### How to complete this task
Given the records below, transcribe each of them exactly.

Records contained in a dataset
----------------------------------------
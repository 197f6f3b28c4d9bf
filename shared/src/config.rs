use crate::types::AppConfig;
use anyhow::Result;
use ::config::{Config, Environment, File};
use dotenvy::dotenv;
use std::env;
use tracing::info;

pub fn load_config() -> Result<AppConfig> {
    // 加载 .env 文件
    dotenv().ok();

    let environment = env::var("ENV").unwrap_or_else(|_| "development".to_string());

    let settings = Config::builder()
        // 添加默认配置文件
        .add_source(File::with_name("config/default").required(false))
        // 添加环境特定配置文件
        .add_source(File::with_name(&format!("config/{}", environment)).required(false))
        // 环境变量：APP_MQTT__BROKER_HOST -> mqtt.broker_host
        .add_source(
            Environment::with_prefix("APP")
                .prefix_separator("_")
                .separator("__"),
        )
        .build()?;

    // 未设置的字段使用 Default
    let config: AppConfig = settings.try_deserialize()?;

    validate_config(&config)?;
    info!("Loaded configuration for environment: {}", environment);

    Ok(config)
}

pub fn validate_config(config: &AppConfig) -> Result<()> {
    if config.database.url.trim().is_empty() {
        return Err(anyhow::anyhow!("Database URL cannot be empty"));
    }

    if config.database.max_connections == 0 {
        return Err(anyhow::anyhow!("Database max_connections must be positive"));
    }

    if config.database.min_connections > config.database.max_connections {
        return Err(anyhow::anyhow!(
            "Database min_connections ({}) exceeds max_connections ({})",
            config.database.min_connections,
            config.database.max_connections
        ));
    }

    if config.mqtt.broker_host.trim().is_empty() {
        return Err(anyhow::anyhow!("MQTT broker host cannot be empty"));
    }

    if config.mqtt.client_id.trim().is_empty() {
        return Err(anyhow::anyhow!("MQTT client id cannot be empty"));
    }

    if config.mqtt.request_channel_capacity == 0 {
        return Err(anyhow::anyhow!("MQTT request channel capacity must be positive"));
    }

    Ok(())
}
----------------------------------------
### Output for this exercise
repository 197f6f3b28c4d9bf
filename shared/src/config.rs
use crate::types::AppConfig;
use anyhow::Result;
use ::config::{Config, Environment, File};
use dotenvy::dotenv;
use std::env;
use tracing::info;

pub fn load_config() -> Result<AppConfig> {
    // 加载 .env 文件
    dotenv().ok();

    let environment = env::var("ENV").unwrap_or_else(|_| "development".to_string());

    let settings = Config::builder()
        // 添加默认配置文件
        .add_source(File::with_name("config/default").required(false))
        // 添加环境特定配置文件
        .add_source(File::with_name(&format!("config/{}", environment)).required(false))
        // 环境变量：APP_MQTT__BROKER_HOST -> mqtt.broker_host
        .add_source(
            Environment::with_prefix("APP")
                .prefix_separator("_")
                .separator("__"),
        )
        .build()?;

    // 未设置的字段使用 Default
    let config: AppConfig = settings.try_deserialize()?;

    validate_config(&config)?;
    info!("Loaded configuration for environment: {}", environment);

    Ok(config)
}

pub fn validate_config(config: &AppConfig) -> Result<()> {
    if config.database.url.trim().is_empty() {
        return Err(anyhow::anyhow!("Database URL cannot be empty"));
    }

    if config.database.max_connections == 0 {
        return Err(anyhow::anyhow!("Database max_connections must be positive"));
    }

    if config.database.min_connections > config.database.max_connections {
        return Err(anyhow::anyhow!(
            "Database min_connections ({}) exceeds max_connections ({})",
            config.database.min_connections,
            config.database.max_connections
        ));
    }

    if config.mqtt.broker_host.trim().is_empty() {
        return Err(anyhow::anyhow!("MQTT broker host cannot be empty"));
    }

    if config.mqtt.client_id.trim().is_empty() {
        return Err(anyhow::anyhow!("MQTT client id cannot be empty"));
    }

    if config.mqtt.request_channel_capacity == 0 {
        return Err(anyhow::anyhow!("MQTT request channel capacity must be positive"));
    }

    Ok(())
}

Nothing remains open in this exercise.